Brief: Copies of all lines containing the string "HashSet" are needed from the data below.

<<<<

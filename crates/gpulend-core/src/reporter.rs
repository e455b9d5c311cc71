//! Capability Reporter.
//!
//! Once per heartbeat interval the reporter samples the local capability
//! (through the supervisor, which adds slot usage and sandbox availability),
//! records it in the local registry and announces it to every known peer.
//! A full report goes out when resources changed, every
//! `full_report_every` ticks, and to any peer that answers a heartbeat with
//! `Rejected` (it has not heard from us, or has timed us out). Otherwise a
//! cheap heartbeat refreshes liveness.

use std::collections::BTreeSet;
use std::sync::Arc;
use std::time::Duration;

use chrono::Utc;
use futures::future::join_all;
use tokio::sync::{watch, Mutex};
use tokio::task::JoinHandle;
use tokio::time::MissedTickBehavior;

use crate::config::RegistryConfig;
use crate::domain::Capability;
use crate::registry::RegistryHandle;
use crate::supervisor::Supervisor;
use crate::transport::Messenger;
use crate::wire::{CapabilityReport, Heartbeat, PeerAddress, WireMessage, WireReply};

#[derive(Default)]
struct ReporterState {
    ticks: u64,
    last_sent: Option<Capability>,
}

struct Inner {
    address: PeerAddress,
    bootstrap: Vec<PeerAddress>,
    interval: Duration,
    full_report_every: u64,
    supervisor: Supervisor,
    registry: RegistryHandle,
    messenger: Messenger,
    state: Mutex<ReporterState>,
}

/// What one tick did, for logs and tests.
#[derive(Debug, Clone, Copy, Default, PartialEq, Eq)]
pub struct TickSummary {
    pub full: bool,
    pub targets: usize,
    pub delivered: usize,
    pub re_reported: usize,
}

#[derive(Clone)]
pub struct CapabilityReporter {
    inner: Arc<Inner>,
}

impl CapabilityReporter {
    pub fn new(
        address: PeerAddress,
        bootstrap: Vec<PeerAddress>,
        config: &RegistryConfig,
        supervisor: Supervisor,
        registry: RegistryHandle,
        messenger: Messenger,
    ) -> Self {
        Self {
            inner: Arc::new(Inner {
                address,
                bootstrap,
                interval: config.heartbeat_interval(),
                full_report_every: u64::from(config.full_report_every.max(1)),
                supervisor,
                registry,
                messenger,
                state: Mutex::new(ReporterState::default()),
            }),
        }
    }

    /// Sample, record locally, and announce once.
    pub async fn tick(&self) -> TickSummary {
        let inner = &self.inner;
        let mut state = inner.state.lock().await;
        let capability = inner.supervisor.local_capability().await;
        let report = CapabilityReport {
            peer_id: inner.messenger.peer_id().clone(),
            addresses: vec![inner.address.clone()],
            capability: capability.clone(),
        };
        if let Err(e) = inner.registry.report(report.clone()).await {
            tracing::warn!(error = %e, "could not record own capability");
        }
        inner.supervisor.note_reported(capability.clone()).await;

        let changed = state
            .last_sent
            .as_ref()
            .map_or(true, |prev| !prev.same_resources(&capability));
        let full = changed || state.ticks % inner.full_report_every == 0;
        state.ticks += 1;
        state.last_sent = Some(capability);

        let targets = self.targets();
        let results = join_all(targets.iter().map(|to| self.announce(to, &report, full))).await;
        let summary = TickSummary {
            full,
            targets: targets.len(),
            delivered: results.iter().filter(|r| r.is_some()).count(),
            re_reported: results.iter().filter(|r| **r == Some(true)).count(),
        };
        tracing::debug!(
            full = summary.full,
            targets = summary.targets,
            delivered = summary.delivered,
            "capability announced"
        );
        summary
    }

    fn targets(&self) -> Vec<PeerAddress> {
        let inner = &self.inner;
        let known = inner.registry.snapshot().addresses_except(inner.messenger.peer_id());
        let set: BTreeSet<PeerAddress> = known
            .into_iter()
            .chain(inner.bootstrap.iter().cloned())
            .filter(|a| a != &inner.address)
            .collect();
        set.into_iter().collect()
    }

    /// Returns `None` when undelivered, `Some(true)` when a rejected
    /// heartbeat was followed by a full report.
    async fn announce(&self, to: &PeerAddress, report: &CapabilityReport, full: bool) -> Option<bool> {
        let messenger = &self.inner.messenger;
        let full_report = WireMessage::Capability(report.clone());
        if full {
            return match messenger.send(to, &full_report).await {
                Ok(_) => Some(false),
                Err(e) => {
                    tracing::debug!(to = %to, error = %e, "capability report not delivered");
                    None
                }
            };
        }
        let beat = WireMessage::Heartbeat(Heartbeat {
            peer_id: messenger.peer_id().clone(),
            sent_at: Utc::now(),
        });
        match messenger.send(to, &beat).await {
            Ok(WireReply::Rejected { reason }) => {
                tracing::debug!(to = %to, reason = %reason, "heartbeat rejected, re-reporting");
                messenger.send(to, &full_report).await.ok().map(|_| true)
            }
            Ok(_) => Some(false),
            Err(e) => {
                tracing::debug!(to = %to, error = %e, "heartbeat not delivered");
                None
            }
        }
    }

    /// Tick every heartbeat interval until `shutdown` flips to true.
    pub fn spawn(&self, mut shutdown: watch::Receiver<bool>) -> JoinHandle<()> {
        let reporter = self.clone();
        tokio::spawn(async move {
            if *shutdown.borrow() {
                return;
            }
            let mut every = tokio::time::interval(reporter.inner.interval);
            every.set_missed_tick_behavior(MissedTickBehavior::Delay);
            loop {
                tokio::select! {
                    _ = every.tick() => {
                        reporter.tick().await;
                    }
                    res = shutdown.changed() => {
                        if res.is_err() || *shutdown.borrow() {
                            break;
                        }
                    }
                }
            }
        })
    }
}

>>>>
<<<<

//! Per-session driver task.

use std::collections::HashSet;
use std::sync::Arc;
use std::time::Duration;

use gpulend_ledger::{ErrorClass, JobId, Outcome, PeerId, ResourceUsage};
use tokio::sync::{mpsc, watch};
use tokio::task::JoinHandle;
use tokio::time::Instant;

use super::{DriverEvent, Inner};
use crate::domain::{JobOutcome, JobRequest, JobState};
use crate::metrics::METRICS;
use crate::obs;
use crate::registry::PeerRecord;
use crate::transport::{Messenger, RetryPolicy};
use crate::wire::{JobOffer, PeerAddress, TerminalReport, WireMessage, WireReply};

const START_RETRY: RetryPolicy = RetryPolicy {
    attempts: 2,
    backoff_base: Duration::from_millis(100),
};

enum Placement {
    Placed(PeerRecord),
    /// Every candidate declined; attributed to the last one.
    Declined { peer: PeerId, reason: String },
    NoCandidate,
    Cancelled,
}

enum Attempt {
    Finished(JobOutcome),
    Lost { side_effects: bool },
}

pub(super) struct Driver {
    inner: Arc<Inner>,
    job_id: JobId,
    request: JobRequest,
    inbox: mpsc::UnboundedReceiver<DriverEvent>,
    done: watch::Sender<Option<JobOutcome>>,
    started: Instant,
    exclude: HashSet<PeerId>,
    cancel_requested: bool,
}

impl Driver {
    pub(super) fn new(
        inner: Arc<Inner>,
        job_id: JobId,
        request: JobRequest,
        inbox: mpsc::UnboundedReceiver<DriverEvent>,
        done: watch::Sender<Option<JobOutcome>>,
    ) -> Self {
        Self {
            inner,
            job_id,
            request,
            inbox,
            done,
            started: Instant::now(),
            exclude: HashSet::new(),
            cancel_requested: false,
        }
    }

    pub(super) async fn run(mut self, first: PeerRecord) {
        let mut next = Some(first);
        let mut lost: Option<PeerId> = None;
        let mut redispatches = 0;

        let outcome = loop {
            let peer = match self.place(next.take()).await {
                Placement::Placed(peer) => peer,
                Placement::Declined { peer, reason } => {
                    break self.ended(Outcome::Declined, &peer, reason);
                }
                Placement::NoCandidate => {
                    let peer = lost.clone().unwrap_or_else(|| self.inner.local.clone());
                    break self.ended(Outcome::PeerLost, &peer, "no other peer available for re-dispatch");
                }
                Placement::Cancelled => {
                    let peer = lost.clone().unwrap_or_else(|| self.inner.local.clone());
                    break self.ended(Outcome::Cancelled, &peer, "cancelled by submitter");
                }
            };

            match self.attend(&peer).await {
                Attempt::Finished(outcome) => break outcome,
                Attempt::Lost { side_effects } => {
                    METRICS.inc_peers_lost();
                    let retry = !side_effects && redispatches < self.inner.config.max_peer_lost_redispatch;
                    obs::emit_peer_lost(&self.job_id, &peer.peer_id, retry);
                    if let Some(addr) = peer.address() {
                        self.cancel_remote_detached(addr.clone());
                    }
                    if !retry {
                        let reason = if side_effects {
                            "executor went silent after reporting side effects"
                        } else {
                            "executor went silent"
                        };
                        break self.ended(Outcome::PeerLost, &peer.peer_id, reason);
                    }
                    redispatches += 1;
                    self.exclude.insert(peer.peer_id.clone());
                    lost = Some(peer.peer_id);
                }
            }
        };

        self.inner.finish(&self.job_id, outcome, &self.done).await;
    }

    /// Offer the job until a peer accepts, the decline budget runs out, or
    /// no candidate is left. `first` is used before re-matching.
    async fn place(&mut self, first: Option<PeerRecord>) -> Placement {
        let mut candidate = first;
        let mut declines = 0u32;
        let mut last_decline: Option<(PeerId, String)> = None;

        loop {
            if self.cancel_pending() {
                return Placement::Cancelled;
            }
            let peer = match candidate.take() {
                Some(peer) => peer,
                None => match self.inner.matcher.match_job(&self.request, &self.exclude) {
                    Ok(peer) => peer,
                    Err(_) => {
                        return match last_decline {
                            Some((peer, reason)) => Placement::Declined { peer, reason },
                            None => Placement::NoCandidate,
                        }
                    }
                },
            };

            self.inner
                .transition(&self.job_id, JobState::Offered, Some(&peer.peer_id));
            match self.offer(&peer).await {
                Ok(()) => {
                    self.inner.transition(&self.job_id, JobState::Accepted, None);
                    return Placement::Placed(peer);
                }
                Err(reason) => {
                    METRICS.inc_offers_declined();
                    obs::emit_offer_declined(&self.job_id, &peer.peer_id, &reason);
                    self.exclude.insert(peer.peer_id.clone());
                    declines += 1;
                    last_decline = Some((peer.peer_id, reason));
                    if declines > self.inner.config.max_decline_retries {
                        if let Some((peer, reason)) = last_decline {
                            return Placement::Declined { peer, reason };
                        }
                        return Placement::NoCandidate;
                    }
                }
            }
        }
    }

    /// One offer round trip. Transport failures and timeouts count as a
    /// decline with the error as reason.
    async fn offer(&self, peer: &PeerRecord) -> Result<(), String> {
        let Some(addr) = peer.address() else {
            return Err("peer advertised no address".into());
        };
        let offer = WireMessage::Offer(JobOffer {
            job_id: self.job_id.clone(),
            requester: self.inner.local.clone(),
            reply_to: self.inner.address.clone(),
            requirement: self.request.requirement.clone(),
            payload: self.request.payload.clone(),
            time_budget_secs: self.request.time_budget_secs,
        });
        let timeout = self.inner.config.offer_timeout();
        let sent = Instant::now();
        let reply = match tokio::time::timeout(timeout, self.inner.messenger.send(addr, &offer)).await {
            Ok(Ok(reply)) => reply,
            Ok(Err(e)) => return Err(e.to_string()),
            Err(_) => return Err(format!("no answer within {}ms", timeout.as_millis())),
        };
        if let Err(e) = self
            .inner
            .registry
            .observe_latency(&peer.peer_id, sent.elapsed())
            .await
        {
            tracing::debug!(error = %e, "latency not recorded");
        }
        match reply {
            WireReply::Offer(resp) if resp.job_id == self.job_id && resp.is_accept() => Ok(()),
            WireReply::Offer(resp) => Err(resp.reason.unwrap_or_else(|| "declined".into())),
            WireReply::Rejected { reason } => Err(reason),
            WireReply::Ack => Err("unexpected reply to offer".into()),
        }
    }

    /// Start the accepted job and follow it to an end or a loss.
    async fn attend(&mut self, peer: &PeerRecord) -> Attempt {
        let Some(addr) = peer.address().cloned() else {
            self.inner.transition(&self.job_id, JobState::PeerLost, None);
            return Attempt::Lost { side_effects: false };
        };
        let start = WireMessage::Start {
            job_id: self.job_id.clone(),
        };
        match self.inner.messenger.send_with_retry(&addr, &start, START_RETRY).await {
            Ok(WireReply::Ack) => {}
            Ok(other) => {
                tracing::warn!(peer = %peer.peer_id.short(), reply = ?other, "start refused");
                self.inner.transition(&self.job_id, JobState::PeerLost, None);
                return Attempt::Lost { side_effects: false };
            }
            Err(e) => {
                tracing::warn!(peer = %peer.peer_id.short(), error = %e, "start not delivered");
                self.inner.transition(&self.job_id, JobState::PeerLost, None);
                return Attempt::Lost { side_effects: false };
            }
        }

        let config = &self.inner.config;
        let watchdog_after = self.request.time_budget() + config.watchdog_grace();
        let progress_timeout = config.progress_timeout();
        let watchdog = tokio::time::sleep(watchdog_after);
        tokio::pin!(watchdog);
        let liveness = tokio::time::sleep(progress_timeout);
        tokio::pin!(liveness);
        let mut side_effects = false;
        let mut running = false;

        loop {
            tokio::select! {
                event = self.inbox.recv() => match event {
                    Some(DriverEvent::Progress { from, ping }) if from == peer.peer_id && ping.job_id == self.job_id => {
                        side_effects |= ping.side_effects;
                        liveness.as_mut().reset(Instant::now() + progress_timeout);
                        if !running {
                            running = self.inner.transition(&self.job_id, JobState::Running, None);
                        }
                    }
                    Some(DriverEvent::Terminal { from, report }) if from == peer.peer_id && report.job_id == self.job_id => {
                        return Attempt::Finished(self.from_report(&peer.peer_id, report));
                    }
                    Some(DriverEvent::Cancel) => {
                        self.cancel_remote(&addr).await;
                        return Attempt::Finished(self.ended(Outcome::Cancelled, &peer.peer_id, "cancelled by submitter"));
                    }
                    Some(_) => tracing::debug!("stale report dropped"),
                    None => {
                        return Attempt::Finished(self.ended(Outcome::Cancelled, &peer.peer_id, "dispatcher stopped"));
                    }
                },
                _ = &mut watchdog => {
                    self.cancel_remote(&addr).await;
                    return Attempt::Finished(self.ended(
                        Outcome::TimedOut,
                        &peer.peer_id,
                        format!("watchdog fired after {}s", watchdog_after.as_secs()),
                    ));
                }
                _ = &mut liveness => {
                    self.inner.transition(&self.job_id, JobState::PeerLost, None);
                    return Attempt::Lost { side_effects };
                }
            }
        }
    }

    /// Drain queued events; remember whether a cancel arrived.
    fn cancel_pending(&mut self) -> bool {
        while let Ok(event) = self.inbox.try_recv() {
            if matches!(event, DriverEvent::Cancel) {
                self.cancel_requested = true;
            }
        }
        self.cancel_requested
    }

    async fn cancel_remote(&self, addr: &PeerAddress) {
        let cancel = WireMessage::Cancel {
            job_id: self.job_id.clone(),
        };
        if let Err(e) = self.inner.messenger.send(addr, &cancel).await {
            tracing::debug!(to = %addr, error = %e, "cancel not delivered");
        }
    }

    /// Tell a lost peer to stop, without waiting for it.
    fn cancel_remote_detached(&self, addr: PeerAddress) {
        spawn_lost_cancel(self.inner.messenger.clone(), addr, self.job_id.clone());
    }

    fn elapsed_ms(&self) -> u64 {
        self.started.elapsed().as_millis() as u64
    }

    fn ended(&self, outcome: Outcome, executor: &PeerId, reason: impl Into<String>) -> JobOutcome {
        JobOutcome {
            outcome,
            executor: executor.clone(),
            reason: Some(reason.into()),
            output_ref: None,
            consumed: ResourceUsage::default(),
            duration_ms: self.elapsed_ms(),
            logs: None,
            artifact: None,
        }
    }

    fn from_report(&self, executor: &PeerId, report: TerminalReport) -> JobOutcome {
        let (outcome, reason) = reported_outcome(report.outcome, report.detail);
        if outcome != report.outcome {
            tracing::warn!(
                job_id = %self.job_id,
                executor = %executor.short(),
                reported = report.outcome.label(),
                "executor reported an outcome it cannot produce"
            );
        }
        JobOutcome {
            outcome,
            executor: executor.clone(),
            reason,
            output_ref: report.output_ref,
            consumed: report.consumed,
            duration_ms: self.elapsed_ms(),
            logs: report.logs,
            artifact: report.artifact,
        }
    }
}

>>>>

Result of the exercise:
use std::collections::HashSet;
    exclude: HashSet<PeerId>,
            exclude: HashSet::new(),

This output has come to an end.